» Work required:
Among the entries below, find the lines that hold the word "when" and report them.

» Available data:
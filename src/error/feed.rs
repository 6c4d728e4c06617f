use thiserror::Error;

#[derive(Debug, Error)]
pub enum FeedError {
    #[error("Invalid feed base URL '{value}': {source}")]
    InvalidBaseUrl {
        value: String,
        #[source]
        source: url::ParseError,
    },
    #[error("Base URL '{value}' cannot carry a query or fragment.")]
    BaseUrlNotABase { value: String },
    #[error("Unsupported scheme '{scheme}' for the state feed.")]
    UnsupportedScheme { scheme: String },
    #[error("WebSocket error: {source}")]
    WebSocket {
        #[from]
        source: tokio_tungstenite::tungstenite::Error,
    },
    #[error("Malformed state frame: {source}")]
    MalformedFrame {
        #[source]
        source: serde_json::Error,
    },
    #[cfg(test)]
    #[error("Test expectation failed: {message}")]
    TestExpectation { message: &'static str },
    #[cfg(test)]
    #[error("Test expectation failed: {message}: {value}")]
    TestExpectationValue {
        message: &'static str,
        value: String,
    },
}
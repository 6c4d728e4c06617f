/// Horizontal extent of the drawn progress bar, in terminal columns.
#[derive(Debug, Clone, Copy, PartialEq, Eq)]
pub struct BarGeometry {
    pub left: u16,
    pub width: u16,
}

/// Tooltip state while the pointer rests over the bar. Display only; hover
/// never sends anything.
#[derive(Debug, Clone, Copy, PartialEq, Eq)]
pub struct HoverPreview {
    pub column: u16,
    pub time_ms: u64,
}

impl BarGeometry {
    pub fn contains(&self, column: u16) -> bool {
        self.width > 0
            && column >= self.left
            && column < self.left.saturating_add(self.width)
    }

    /// Maps a column to a tape position: the fraction of the bar to the
    /// left of the column, clamped to `[0, 1]`, scaled by the tape length.
    /// `None` when the bar is degenerate or nothing is loaded.
    pub fn time_at(&self, column: u16, total_ms: u64) -> Option<u64> {
        if self.width == 0 || total_ms == 0 {
            return None;
        }
        let offset = u64::from(column.saturating_sub(self.left)).min(u64::from(self.width));
        let target = u128::from(offset)
            .saturating_mul(u128::from(total_ms))
            .checked_div(u128::from(self.width))
            .unwrap_or(0);
        Some(u64::try_from(target).unwrap_or(u64::MAX))
    }

    /// Hover tooltip for a pointer position, or `None` when the pointer is
    /// off the bar or nothing is loaded.
    pub fn hover_at(&self, column: u16, total_ms: u64) -> Option<HoverPreview> {
        if !self.contains(column) {
            return None;
        }
        self.time_at(column, total_ms)
            .map(|time_ms| HoverPreview { column, time_ms })
    }
}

» Answer space:
    /// `None` when the bar is degenerate or nothing is loaded.
    /// Hover tooltip for a pointer position, or `None` when the pointer is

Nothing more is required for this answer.